O seu principal trunfo é apostar na energia adolescente presente na animação, na conceptualização das personagens, nos caos, na irreverência e numa constante atmosfera de tentativa/erro dos nossos heróis, tão característico desta fase da evolução humana, e algo com o qual cada espectador se consegue identificar. Existe um charme ainda mais difícil de resistir quando as referências à série original (1987-1996), criada por Kevin Eastman, Peter Laird e David Wise, são em grande número e carregadas de nostalgia de tempos mais simples. Como é apanágio dos tempos actuais as referências multiplicam-se, sejam elas na escolha de músicas clássicas de hiphop dos anos 80′ e 90′ ou em alguns clássicos relativos ao fenómeno do blaxploitation, em alta na década de 70′. Aproveita ainda para se apoiar nos mestres do cinema adolescente como John Hughes, de maneira mais explícita, mas também em Cameron Crowe ou mesmo George Lucas, para reforçar ainda mais este sentimento de pertença de cada espectador.

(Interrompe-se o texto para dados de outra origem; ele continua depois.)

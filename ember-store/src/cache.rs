//! Sharded cache front: key routing, the total-key counter, the cold-tier bridge, and
//! journaling of every durable mutation.

use std::path::Path;
use std::sync::atomic::{AtomicI64, Ordering};
use std::sync::{Arc, Mutex, OnceLock, PoisonError};
use std::thread::JoinHandle;

use crossbeam_channel::{Receiver, Sender};
use tracing::error;

use ember_common::clock::now_precise;
use ember_common::error::{EmberError, EmberResult};
use ember_common::persist::{JournalOp, Persistence};

use crate::cold::{ColdRecord, ColdStore};
use crate::eviction::COLD_CHANNEL_CAPACITY;
use crate::shard::Shard;

/// Number of hot-tier shards. Power of two so the shard index is a mask of the key hash.
pub const SHARD_COUNT: usize = 64;

fn fnv1a_32(key: &[u8]) -> u32 {
    const OFFSET_BASIS: u32 = 0x811c_9dc5;
    const PRIME: u32 = 0x0100_0193;
    key.iter()
        .fold(OFFSET_BASIS, |hash, &byte| {
            (hash ^ u32::from(byte)).wrapping_mul(PRIME)
        })
}

/// Sharded in-memory store with optional cold tier and max-key LRU cap.
pub struct Cache {
    shards: Vec<Shard>,
    persister: Arc<dyn Persistence>,
    cold: OnceLock<Arc<ColdStore>>,
    cold_tx: Mutex<Option<Sender<ColdRecord>>>,
    cold_rx: Receiver<ColdRecord>,
    cold_workers: Mutex<Vec<JoinHandle<()>>>,
    max_keys: i64,
    total_keys: AtomicI64,
}

impl std::fmt::Debug for Cache {
    fn fmt(&self, f: &mut std::fmt::Formatter<'_>) -> std::fmt::Result {
        f.debug_struct("Cache")
            .field("shard_count", &self.shards.len())
            .field("total_keys", &self.total_keys.load(Ordering::Relaxed))
            .field("max_keys", &self.max_keys)
            .field("has_cold", &self.cold.get().is_some())
            .finish_non_exhaustive()
    }
}

impl Cache {
    /// Builds a cache without a key cap.
    #[must_use]
    pub fn new(persister: Arc<dyn Persistence>) -> Self {
        Self::with_max_keys(persister, 0)
    }

    /// Builds a cache that LRU-evicts once the live key count reaches `max_keys`
    /// (zero disables the cap).
    #[must_use]
    pub fn with_max_keys(persister: Arc<dyn Persistence>, max_keys: i64) -> Self {
        let (cold_tx, cold_rx) = crossbeam_channel::bounded(COLD_CHANNEL_CAPACITY);
        Self {
            shards: (0..SHARD_COUNT).map(|_| Shard::default()).collect(),
            persister,
            cold: OnceLock::new(),
            cold_tx: Mutex::new(Some(cold_tx)),
            cold_rx,
            cold_workers: Mutex::new(Vec::new()),
            max_keys,
            total_keys: AtomicI64::new(0),
        }
    }

    /// Attaches a cold store under `dir` and starts its flush worker pool.
    ///
    /// # Errors
    ///
    /// Fails when the cold directory cannot be created, a worker thread cannot be spawned, or
    /// a cold store is already attached.
    pub fn init_cold_storage(&self, dir: &Path) -> EmberResult<()> {
        let store = Arc::new(ColdStore::open(dir)?);
        self.cold
            .set(Arc::clone(&store))
            .map_err(|_| EmberError::InvalidConfig("cold storage already initialized"))?;
        crate::eviction::spawn_flush_workers(self, &store)?;
        Ok(())
    }

    pub(crate) fn shard_for(&self, key: &[u8]) -> &Shard {
        &self.shards[fnv1a_32(key) as usize & (SHARD_COUNT - 1)]
    }

    pub(crate) fn shards(&self) -> &[Shard] {
        &self.shards
    }

    pub(crate) fn cold_store(&self) -> Option<&Arc<ColdStore>> {
        self.cold.get()
    }

    pub(crate) fn cold_receiver(&self) -> Receiver<ColdRecord> {
        self.cold_rx.clone()
    }

    pub(crate) fn cold_sender(&self) -> Option<Sender<ColdRecord>> {
        self.cold_tx
            .lock()
            .unwrap_or_else(PoisonError::into_inner)
            .clone()
    }

    pub(crate) fn register_worker(&self, handle: JoinHandle<()>) {
        self.cold_workers
            .lock()
            .unwrap_or_else(PoisonError::into_inner)
            .push(handle);
    }

    pub(crate) fn add_total(&self, delta: i64) {
        self.total_keys.fetch_add(delta, Ordering::Relaxed);
    }

    /// Writes a value with an optional TTL in nanoseconds.
    ///
    /// # Errors
    ///
    /// Returns [`EmberError::KeyExists`] when `nx` is set and a live entry holds the key.
    pub fn set(&self, key: &[u8], value: Vec<u8>, ttl_nanos: i64, nx: bool) -> EmberResult<()> {
        let expire_at = if ttl_nanos > 0 {
            now_precise().saturating_add(ttl_nanos)
        } else {
            0
        };
        let shard = self.shard_for(key);

        if nx && shard.exists(key) {
            return Err(EmberError::KeyExists);
        }

        if self.max_keys > 0
            && !shard.exists(key)
            && self.total_keys.load(Ordering::Relaxed) >= self.max_keys
        {
            self.evict_lru();
        }

        let is_new = shard.set(key, value.clone(), expire_at);
        if is_new {
            self.add_total(1);
        }

        if let Some(cold) = self.cold.get() {
            cold.delete(key);
        }

        self.persister.append(JournalOp::Set, key, &value, expire_at);
        Ok(())
    }

    /// Reads a value, falling back to the cold tier and promoting hits back into the hot tier.
    #[must_use]
    pub fn get(&self, key: &[u8]) -> Option<Vec<u8>> {
        let shard = self.shard_for(key);
        if let Some(value) = shard.get(key) {
            return Some(value);
        }

        let cold = self.cold.get()?;
        let (value, expire_at) = cold.get(key)?;
        if shard.set(key, value.clone(), expire_at) {
            self.add_total(1);
        }
        cold.delete(key);
        // The cold tier is only durable up to its last flush; re-journal the promoted entry so
        // the AOF stays authoritative.
        self.persister.append(JournalOp::Set, key, &value, expire_at);
        Some(value)
    }

    /// Removes a key from both tiers.
    pub fn delete(&self, key: &[u8]) {
        if self.shard_for(key).del(key) {
            self.add_total(-1);
        }
        if let Some(cold) = self.cold.get() {
            cold.delete(key);
        }
        self.persister.append(JournalOp::Del, key, b"", 0);
    }

    /// Live-key presence across both tiers (no promotion).
    #[must_use]
    pub fn exists(&self, key: &[u8]) -> bool {
        if self.shard_for(key).exists(key) {
            return true;
        }
        self.cold
            .get()
            .is_some_and(|cold| cold.get(key).is_some())
    }

    /// Sets the TTL of a live key to `ttl_nanos` from now. Returns whether the key was live.
    /// A non-positive TTL leaves the key immediately expired.
    pub fn expire(&self, key: &[u8], ttl_nanos: i64) -> bool {
        let expire_at = now_precise().saturating_add(ttl_nanos).max(1);
        self.shard_for(key).expire(key, expire_at)
    }

    /// Clears the TTL of a live key.
    pub fn persist(&self, key: &[u8]) -> bool {
        self.shard_for(key).expire(key, 0)
    }

    /// Remaining lifetime in whole seconds (`-1` no TTL, `-2` missing).
    #[must_use]
    pub fn ttl_secs(&self, key: &[u8]) -> i64 {
        match self.shard_for(key).ttl_nanos(key) {
            sentinel @ (-1 | -2) => sentinel,
            nanos => nanos / 1_000_000_000,
        }
    }

    /// Remaining lifetime in whole milliseconds (`-1` no TTL, `-2` missing).
    #[must_use]
    pub fn ttl_millis(&self, key: &[u8]) -> i64 {
        match self.shard_for(key).ttl_nanos(key) {
            sentinel @ (-1 | -2) => sentinel,
            nanos => nanos / 1_000_000,
        }
    }

    /// Adds `delta` to an integer value. The result is journaled as a full SET.
    ///
    /// # Errors
    ///
    /// Returns [`EmberError::NotAnInteger`] for non-integer values and overflow.
    pub fn incr_by(&self, key: &[u8], delta: i64) -> EmberResult<i64> {
        let (value, is_new) = self.shard_for(key).incr_by(key, delta)?;
        if is_new {
            self.add_total(1);
        }
        self.persister
            .append(JournalOp::Set, key, value.to_string().as_bytes(), 0);
        Ok(value)
    }

    /// Appends to a value and journals the merged result as a full SET.
    pub fn append(&self, key: &[u8], suffix: &[u8]) -> usize {
        let shard = self.shard_for(key);
        let (length, is_new) = shard.append_value(key, suffix);
        if is_new {
            self.add_total(1);
            self.persister.append(JournalOp::Set, key, suffix, 0);
        } else if let Some(value) = shard.get(key) {
            // Re-read outside the shard lock; a concurrent writer may interleave, which is fine
            // for a replay-ordered log.
            self.persister.append(JournalOp::Set, key, &value, 0);
        }
        length
    }

    /// Value length of a live key.
    #[must_use]
    pub fn strlen(&self, key: &[u8]) -> usize {
        self.shard_for(key).strlen(key)
    }

    /// Batch read through the regular (cold-promoting) read path.
    #[must_use]
    pub fn mget(&self, keys: &[Vec<u8>]) -> Vec<Option<Vec<u8>>> {
        keys.iter().map(|key| self.get(key)).collect()
    }

    /// Batch write of key/value pairs without TTL.
    pub fn mset(&self, pairs: &[(Vec<u8>, Vec<u8>)]) {
        for (key, value) in pairs {
            let _ = self.set(key, value.clone(), 0, false);
        }
    }

    /// Live keys matching a glob pattern, across every shard.
    #[must_use]
    pub fn keys(&self, pattern: &[u8]) -> Vec<Vec<u8>> {
        let mut result = Vec::new();
        for shard in &self.shards {
            result.extend(shard.keys(pattern));
        }
        result
    }

    /// Moves a key, preserving its TTL. Cross-shard moves are read-delete-write: concurrent
    /// observers may momentarily see neither name.
    pub fn rename(&self, old_key: &[u8], new_key: &[u8]) -> bool {
        let src = self.shard_for(old_key);
        let Some((value, expire_at)) = src.snapshot_entry(old_key) else {
            return false;
        };

        if src.del(old_key) {
            self.add_total(-1);
        }
        let dst = self.shard_for(new_key);
        if dst.set(new_key, value.clone(), expire_at) {
            self.add_total(1);
        }

        self.persister.append(JournalOp::Del, old_key, b"", 0);
        self.persister
            .append(JournalOp::Set, new_key, &value, expire_at);
        true
    }

    /// Value type of a live hot-tier key: `string` or `none`.
    #[must_use]
    pub fn key_type(&self, key: &[u8]) -> &'static str {
        if self.shard_for(key).exists(key) {
            "string"
        } else {
            "none"
        }
    }

    /// Drops every entry in both tiers.
    pub fn flush_db(&self) {
        for shard in &self.shards {
            shard.clear();
        }
        self.total_keys.store(0, Ordering::Relaxed);
        if let Some(cold) = self.cold.get() {
            cold.clear_all();
        }
    }

    /// Current hot-tier key count.
    #[must_use]
    pub fn count_keys(&self) -> i64 {
        self.total_keys.load(Ordering::Relaxed)
    }

    /// Invokes `f(key, value, expire_at)` for every live entry, shard by shard under read
    /// locks. Drives the journal rewrite.
    pub fn snapshot(&self, mut f: impl FnMut(&[u8], &[u8], i64)) {
        let now = now_precise();
        for shard in &self.shards {
            shard.snapshot_each(now, &mut f);
        }
    }

    /// Applies one replayed `SET` record without re-journaling it. Recovery runs while the
    /// journal file is locked, so this path must never feed the journal channel.
    pub fn apply_journal_set(&self, key: &[u8], value: Vec<u8>, expire_at: i64) {
        if self.shard_for(key).set(key, value, expire_at) {
            self.add_total(1);
        }
        if let Some(cold) = self.cold.get() {
            cold.delete(key);
        }
    }

    /// Applies one replayed `DEL` record without re-journaling it.
    pub fn apply_journal_del(&self, key: &[u8]) {
        if self.shard_for(key).del(key) {
            self.add_total(-1);
        }
        if let Some(cold) = self.cold.get() {
            cold.delete(key);
        }
    }

    /// Stops the flush worker pool and flushes the cold tier to disk.
    pub fn close(&self) {
        let sender = self
            .cold_tx
            .lock()
            .unwrap_or_else(PoisonError::into_inner)
            .take();
        drop(sender);

        let workers: Vec<JoinHandle<()>> = self
            .cold_workers
            .lock()
            .unwrap_or_else(PoisonError::into_inner)
            .drain(..)
            .collect();
        for worker in workers {
            let _ = worker.join();
        }

        if let Some(cold) = self.cold.get() {
            if let Err(error) = cold.flush() {
                error!(%error, "cold flush on close failed");
            }
        }
    }
}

A maior vitória é o casting de verdadeiros adolescentes para o elenco de vozes de Donatello (Micah Abbey), Michaelangelo (Shamon Brown Jr.), Leonardo (Nicolas Cantu) e Raphael (Brady Noon). Sente-se a camaradagem, a intimidade, as constantes provocações e o amor fraternal entre irmãos, dando ao espectador a sua principal âncora emocional num argumento também ele assente nas principais preocupações de qualquer adolescente – o de encontrar o seu lugar no mundo e ser aceite pelo que é. Não é um argumento frenético ou complexo no desenvolvimento de várias narrativas, o que acaba por ser a decisão mais acertada no desenvolvimento da história. Impede o filme de cair nas habituais armadilhas comuns ao cinema feito em Hollywood, de repetição de fórmulas de sucesso, e cria um espaço que poderá não ser tão rentável em termos de bilheteira mas é fiel ao que tornava este universo tão único, expandindo ainda mais as possibilidades do meio da animação.

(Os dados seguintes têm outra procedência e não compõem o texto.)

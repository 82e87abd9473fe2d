use super::{CommandFrame, ServerContext};
use crate::reply::CommandReply;

pub(super) fn handle_exists(ctx: &ServerContext, frame: &CommandFrame) -> CommandReply {
    let count = frame
        .args
        .iter()
        .filter(|key| ctx.cache.exists(key))
        .count();
    CommandReply::Integer(i64::try_from(count).unwrap_or(i64::MAX))
}

pub(super) fn handle_del(ctx: &ServerContext, frame: &CommandFrame) -> CommandReply {
    let mut deleted = 0_i64;
    for key in &frame.args {
        if ctx.cache.exists(key) {
            ctx.cache.delete(key);
            deleted += 1;
        }
    }
    CommandReply::Integer(deleted)
}

pub(super) fn handle_type(ctx: &ServerContext, frame: &CommandFrame) -> CommandReply {
    CommandReply::SimpleString(ctx.cache.key_type(&frame.args[0]).to_owned())
}

pub(super) fn handle_rename(ctx: &ServerContext, frame: &CommandFrame) -> CommandReply {
    if ctx.cache.rename(&frame.args[0], &frame.args[1]) {
        CommandReply::SimpleString("OK".to_owned())
    } else {
        CommandReply::Error("no such key".to_owned())
    }
}

pub(super) fn handle_keys(ctx: &ServerContext, frame: &CommandFrame) -> CommandReply {
    let keys = ctx.cache.keys(&frame.args[0]);
    CommandReply::Array(keys.into_iter().map(CommandReply::BulkString).collect())
}
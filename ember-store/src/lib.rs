//! Sharded in-memory storage engine with TTL tracking, LRU eviction, and a disk-backed
//! cold tier.
//!
//! The hot tier is a fixed array of independently locked shards ([`shard`]); the [`cache`]
//! module fronts them, bridges the cold tier, and forwards durable mutations to the journal
//! through the [`ember_common::persist::Persistence`] seam. The [`janitor`] drives the three
//! periodic duties (TTL expiry, cold eviction, cold flush).

pub mod cache;
pub mod cold;
mod containers;
mod entry;
mod eviction;
pub mod glob;
pub mod janitor;
mod shard;
mod ttl_heap;

pub use cache::{Cache, SHARD_COUNT};
pub use cold::{ColdRecord, ColdStore};
pub use janitor::Janitor;
use super::parse_numbers::parse_i64;
use super::{CommandFrame, ServerContext};
use crate::reply::CommandReply;

pub(super) fn handle_incr(ctx: &ServerContext, frame: &CommandFrame) -> CommandReply {
    mutate_counter_by(ctx, &frame.args[0], 1)
}

pub(super) fn handle_decr(ctx: &ServerContext, frame: &CommandFrame) -> CommandReply {
    mutate_counter_by(ctx, &frame.args[0], -1)
}

pub(super) fn handle_incrby(ctx: &ServerContext, frame: &CommandFrame) -> CommandReply {
    let Ok(delta) = parse_i64(&frame.args[1]) else {
        return CommandReply::Error("value is not an integer or out of range".to_owned());
    };
    mutate_counter_by(ctx, &frame.args[0], delta)
}

pub(super) fn handle_decrby(ctx: &ServerContext, frame: &CommandFrame) -> CommandReply {
    let Ok(amount) = parse_i64(&frame.args[1]) else {
        return CommandReply::Error("value is not an integer or out of range".to_owned());
    };
    let Some(delta) = amount.checked_neg() else {
        return CommandReply::Error("value is not an integer or out of range".to_owned());
    };
    mutate_counter_by(ctx, &frame.args[0], delta)
}

fn mutate_counter_by(ctx: &ServerContext, key: &[u8], delta: i64) -> CommandReply {
    match ctx.cache.incr_by(key, delta) {
        Ok(value) => CommandReply::Integer(value),
        // The storage error's display form is the exact wire message.
        Err(err) => CommandReply::Error(err.to_string()),
    }
}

Completa o elenco com vozes secundárias carregadas de talento como John Cena, Maya Rudolph, Paul Rudd, Rose Byrne, Giancarlo Esposito, Jackie Chan, Ice Cube e o próprio Seth Rogen, aliando-se a completas surpresas como Post Malone e mesmo Mr. Beast – sim o famoso Youtuberque surgem com vozes irreconhecíveis, ao serviço da interpretação, revelando o seu compromisso com as personagens e com a criação artística. Referência final para a transformação da personagem de April O’Neil, interpretada por Ayo Edebiri, de adulta para adolescente, mais uma das muitas decisões felizes desta produção, e que reforça ainda mais a essência do universo das TMNT.

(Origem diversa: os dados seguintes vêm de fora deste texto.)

//! Two-dimensional rounding.
//!
//! A [`Table`] is a rectangular grid of [`Cell`]s with optional row and
//! column names. [`txt_round_table`] resolves the row/column exclusions into
//! working sets, then delegates every working row to the cell primitive with
//! one digit count per working column. Everything outside the working sets is
//! copied through untouched, so shape, positions and names are preserved.

use serde::{Deserialize, Serialize};

use crate::cell::Cell;
use crate::error::TxtFmtError;
use crate::exclusion::working_set;
use crate::options::RoundOptions;
use crate::round::round_cell;
use crate::Result;

/// Unchecked table shape, as it arrives from serialized input.
#[derive(Debug, Clone, Deserialize)]
struct RawTable {
    #[serde(default)]
    row_names: Option<Vec<String>>,
    #[serde(default)]
    col_names: Option<Vec<String>>,
    rows: Vec<Vec<Cell>>,
}

impl TryFrom<RawTable> for Table {
    type Error = TxtFmtError;

    fn try_from(raw: RawTable) -> Result<Self> {
        let mut table = Table::new(raw.rows)?;
        if let Some(names) = raw.row_names {
            table = table.with_row_names(names)?;
        }
        if let Some(names) = raw.col_names {
            table = table.with_col_names(names)?;
        }
        Ok(table)
    }
}

/// A rectangular table of cells with optional row and column names.
#[derive(Debug, Clone, PartialEq, Serialize, Deserialize)]
#[serde(try_from = "RawTable")]
pub struct Table {
    #[serde(skip_serializing_if = "Option::is_none")]
    row_names: Option<Vec<String>>,
    #[serde(skip_serializing_if = "Option::is_none")]
    col_names: Option<Vec<String>>,
    rows: Vec<Vec<Cell>>,
    #[serde(skip)]
    n_cols: usize,
}

impl Table {
    /// Build a table from rows, checking that every row has the same length.
    pub fn new(rows: Vec<Vec<Cell>>) -> Result<Self> {
        let n_cols = rows.first().map_or(0, Vec::len);
        if let Some((row, cells)) = rows.iter().enumerate().find(|(_, r)| r.len() != n_cols) {
            return Err(TxtFmtError::RaggedTable {
                row,
                expected: n_cols,
                actual: cells.len(),
            });
        }
        Ok(Table {
            row_names: None,
            col_names: None,
            rows,
            n_cols,
        })
    }

    /// Attach row names; there must be one per row.
    pub fn with_row_names<S: Into<String>>(
        mut self,
        names: impl IntoIterator<Item = S>,
    ) -> Result<Self> {
        let names: Vec<String> = names.into_iter().map(Into::into).collect();
        if names.len() != self.rows.len() {
            return Err(TxtFmtError::NamesLength {
                axis: "row",
                expected: self.rows.len(),
                actual: names.len(),
            });
        }
        self.row_names = Some(names);
        Ok(self)
    }

    /// Attach column names; there must be one per column.
    ///
    /// On a table without rows the names define the column count.
    pub fn with_col_names<S: Into<String>>(
        mut self,
        names: impl IntoIterator<Item = S>,
    ) -> Result<Self> {
        let names: Vec<String> = names.into_iter().map(Into::into).collect();
        if self.rows.is_empty() {
            self.n_cols = names.len();
        } else if names.len() != self.n_cols {
            return Err(TxtFmtError::NamesLength {
                axis: "column",
                expected: self.n_cols,
                actual: names.len(),
            });
        }
        self.col_names = Some(names);
        Ok(self)
    }

    /// Number of rows
    pub fn n_rows(&self) -> usize {
        self.rows.len()
    }

    /// Number of columns
    pub fn n_cols(&self) -> usize {
        self.n_cols
    }

    /// Row names, if any
    pub fn row_names(&self) -> Option<&[String]> {
        self.row_names.as_deref()
    }

    /// Column names, if any
    pub fn col_names(&self) -> Option<&[String]> {
        self.col_names.as_deref()
    }

    /// All rows
    pub fn rows(&self) -> &[Vec<Cell>] {
        &self.rows
    }

    /// Cell at `(row, col)`
    pub fn get(&self, row: usize, col: usize) -> Option<&Cell> {
        self.rows.get(row)?.get(col)
    }
}

/// Round the working intersection of a table.
///
/// Steps:
/// 1. Resolve the column exclusion; no columns left is [`TxtFmtError::NoColumns`]
/// 2. Resolve the row exclusion; no rows left is [`TxtFmtError::NoRows`]
/// 3. Match `options.digits` to the working columns (1 entry, or one per
///    working column in order)
/// 4. Replace each working cell with its rounded text; copy the rest
pub fn txt_round_table(table: &Table, options: &RoundOptions) -> Result<Table> {
    options.validate()?;

    let cols = working_set(
        options.exclude_cols.as_ref(),
        table.col_names(),
        table.n_cols(),
    );
    if cols.is_empty() {
        return Err(TxtFmtError::NoColumns);
    }

    let rows = working_set(
        options.exclude_rows.as_ref(),
        table.row_names(),
        table.n_rows(),
    );
    if rows.is_empty() {
        return Err(TxtFmtError::NoRows);
    }

    let digits = options.digits.resolve(cols.len(), "digits")?;
    tracing::debug!(?rows, ?cols, ?digits, "rounding table");

    let mut out = table.clone();
    for &r in &rows {
        round_row(&mut out.rows[r], &cols, &digits, options);
    }
    Ok(out)
}

/// Round the `cols` positions of one row in place.
fn round_row(row: &mut [Cell], cols: &[usize], digits: &[usize], options: &RoundOptions) {
    for (&c, &d) in cols.iter().zip(digits) {
        row[c] = Cell::Text(round_cell(&row[c], d, options));
    }
}

#[cfg(test)]
mod tests {
    use super::*;
    use crate::exclusion::Exclusion;
    use proptest::prelude::*;

    fn sample_table() -> Table {
        Table::new(vec![
            vec![Cell::from(1.234), Cell::from(10.5), Cell::from("12%")],
            vec![Cell::from("2.71828"), Cell::Missing, Cell::from(0.5)],
            vec![Cell::from(-0.0001), Cell::from("n/a"), Cell::from(3)],
        ])
        .unwrap()
        .with_row_names(["a", "b", "total"])
        .unwrap()
        .with_col_names(["mean", "sd", "pct"])
        .unwrap()
    }

    fn text(s: &str) -> Cell {
        Cell::text(s)
    }

    #[test]
    fn test_round_whole_table() {
        let out = txt_round_table(&sample_table(), &RoundOptions::new().digits(1)).unwrap();

        assert_eq!(out.rows()[0], vec![text("1.2"), text("10.5"), text("12%")]);
        assert_eq!(out.rows()[1], vec![text("2.7"), text(""), text("0.5")]);
        assert_eq!(out.rows()[2], vec![text("0.0"), text("n/a"), text("3.0")]);
    }

    #[test]
    fn test_shape_and_names_preserved() {
        let table = sample_table();
        let out = txt_round_table(&table, &RoundOptions::new().digits(2)).unwrap();

        assert_eq!(out.n_rows(), 3);
        assert_eq!(out.n_cols(), 3);
        assert_eq!(out.row_names(), table.row_names());
        assert_eq!(out.col_names(), table.col_names());
    }

    #[test]
    fn test_exclude_column_by_index() {
        let table = sample_table();
        let options = RoundOptions::new()
            .digits(2)
            .exclude_cols(Exclusion::indices([1]));
        let out = txt_round_table(&table, &options).unwrap();

        for r in 0..3 {
            assert_eq!(out.get(r, 1), table.get(r, 1));
        }
        assert_eq!(out.get(0, 0), Some(&text("1.23")));
        assert_eq!(out.get(1, 2), Some(&text("0.50")));
    }

    #[test]
    fn test_exclude_column_by_pattern() {
        let table = sample_table();
        let options = RoundOptions::new()
            .digits_per_item(vec![1, 3])
            .exclude_cols(Exclusion::pattern("^sd$").unwrap());
        let out = txt_round_table(&table, &options).unwrap();

        assert_eq!(out.get(0, 0), Some(&text("1.2")));
        assert_eq!(out.get(1, 2), Some(&text("0.500")));
        assert_eq!(out.get(0, 1), Some(&Cell::Numeric(10.5)));
    }

    #[test]
    fn test_exclude_rows() {
        let table = sample_table();
        let options = RoundOptions::new()
            .digits(1)
            .exclude_rows(Exclusion::pattern("total").unwrap());
        let out = txt_round_table(&table, &options).unwrap();

        assert_eq!(out.rows()[2], table.rows()[2]);
        assert_eq!(out.get(0, 0), Some(&text("1.2")));
    }

    #[test]
    fn test_excluded_cells_keep_type() {
        let table = sample_table();
        let options = RoundOptions::new()
            .digits(1)
            .exclude_rows(Exclusion::indices([1]));
        let out = txt_round_table(&table, &options).unwrap();

        assert_eq!(out.get(1, 1), Some(&Cell::Missing));
        assert_eq!(out.get(1, 2), Some(&Cell::Numeric(0.5)));
    }

    #[test]
    fn test_per_column_digits() {
        let options = RoundOptions::new().digits_per_item(vec![0, 1, 2]);
        let out = txt_round_table(&sample_table(), &options).unwrap();

        assert_eq!(out.get(0, 0), Some(&text("1")));
        assert_eq!(out.get(0, 1), Some(&text("10.5")));
        assert_eq!(out.get(2, 2), Some(&text("3.00")));
    }

    #[test]
    fn test_mismatched_digits() {
        let table = Table::new(vec![vec![Cell::from(1.0); 4]; 2]).unwrap();
        let options = RoundOptions::new().digits_per_item(vec![1, 2]);
        let err = txt_round_table(&table, &options).unwrap_err();

        assert_eq!(
            err,
            TxtFmtError::Configuration {
                argument: "digits",
                expected: "1 or 4 values".to_string(),
                actual: "2 values".to_string(),
            }
        );
    }

    #[test]
    fn test_digits_counted_against_working_columns() {
        let table = Table::new(vec![vec![Cell::from(1.0); 4]; 2]).unwrap();
        let options = RoundOptions::new()
            .digits_per_item(vec![1, 2])
            .exclude_cols(Exclusion::indices([0, 2]));
        let out = txt_round_table(&table, &options).unwrap();

        assert_eq!(out.get(0, 1), Some(&text("1.0")));
        assert_eq!(out.get(0, 3), Some(&text("1.00")));
        assert_eq!(out.get(0, 0), Some(&Cell::Numeric(1.0)));
    }

    #[test]
    fn test_all_columns_excluded() {
        let options = RoundOptions::new().exclude_cols(Exclusion::indices(0..3));
        assert_eq!(
            txt_round_table(&sample_table(), &options),
            Err(TxtFmtError::NoColumns)
        );
    }

    #[test]
    fn test_all_rows_excluded() {
        let options = RoundOptions::new().exclude_rows(Exclusion::pattern(".").unwrap());
        assert_eq!(
            txt_round_table(&sample_table(), &options),
            Err(TxtFmtError::NoRows)
        );
    }

    #[test]
    fn test_empty_table() {
        let table = Table::new(vec![]).unwrap();
        assert_eq!(
            txt_round_table(&table, &RoundOptions::new()),
            Err(TxtFmtError::NoColumns)
        );

        let headed = Table::new(vec![]).unwrap().with_col_names(["x"]).unwrap();
        assert_eq!(
            txt_round_table(&headed, &RoundOptions::new()),
            Err(TxtFmtError::NoRows)
        );
    }

    #[test]
    fn test_ragged_table() {
        let err = Table::new(vec![vec![Cell::from(1.0)], vec![]]).unwrap_err();
        assert_eq!(
            err,
            TxtFmtError::RaggedTable {
                row: 1,
                expected: 1,
                actual: 0
            }
        );
    }

    #[test]
    fn test_names_length() {
        let table = Table::new(vec![vec![Cell::from(1.0)]]).unwrap();
        assert!(matches!(
            table.clone().with_row_names(["a", "b"]),
            Err(TxtFmtError::NamesLength { axis: "row", .. })
        ));
        assert!(matches!(
            table.with_col_names(Vec::<String>::new()),
            Err(TxtFmtError::NamesLength { axis: "column", .. })
        ));
    }

    #[test]
    fn test_table_json() {
        let json = r#"{
            "col_names": ["est", "label"],
            "rows": [[1.2345, "x"], [null, "2,5"]]
        }"#;
        let table: Table = serde_json::from_str(json).unwrap();
        assert_eq!(table.n_cols(), 2);
        assert!(table.row_names().is_none());

        let options = RoundOptions::new().digits(1).decimal_marker(',');
        let out = txt_round_table(&table, &options).unwrap();
        let value = serde_json::to_value(&out).unwrap();
        assert_eq!(
            value,
            serde_json::json!({
                "col_names": ["est", "label"],
                "rows": [["1.2", "x"], ["", "2.5"]]
            })
        );
    }

    #[test]
    fn test_table_json_rejects_ragged() {
        let result: std::result::Result<Table, _> =
            serde_json::from_str(r#"{"rows": [[1, 2], [3]]}"#);
        assert!(result.is_err());
    }

    proptest! {
        #[test]
        fn prop_shape_preserved(
            values in prop::collection::vec(prop::collection::vec(-1.0e3f64..1.0e3, 3), 1..6),
            digits in 0usize..4,
            excluded in 0usize..3,
        ) {
            let rows: Vec<Vec<Cell>> = values
                .iter()
                .map(|r| r.iter().copied().map(Cell::from).collect())
                .collect();
            let table = Table::new(rows).unwrap();
            let options = RoundOptions::new()
                .digits(digits)
                .exclude_cols(Exclusion::indices([excluded]));
            let out = txt_round_table(&table, &options).unwrap();

            prop_assert_eq!(out.n_rows(), table.n_rows());
            prop_assert_eq!(out.n_cols(), 3);
            for r in 0..table.n_rows() {
                prop_assert_eq!(out.get(r, excluded), table.get(r, excluded));
            }
        }
    }
}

Os traços irregulares, as cores garridas e o design caótico e irreverente deste Teenage Mutant Ninja Turtles: Mutant Mayhem são impossíveis de resistir tanto para os eternos fãs das Tartarugas Ninja como para os amantes da arte da animação. Imaginação, simplicidade e o sentimento de pertença regem este argumento de Rogen, Goldberg e Rowe, e confirmam a originalidade e o risco como o caminho a seguir no cinema de animação. Isto é razão para gritar a plenos pulmões “Cowabunga!“.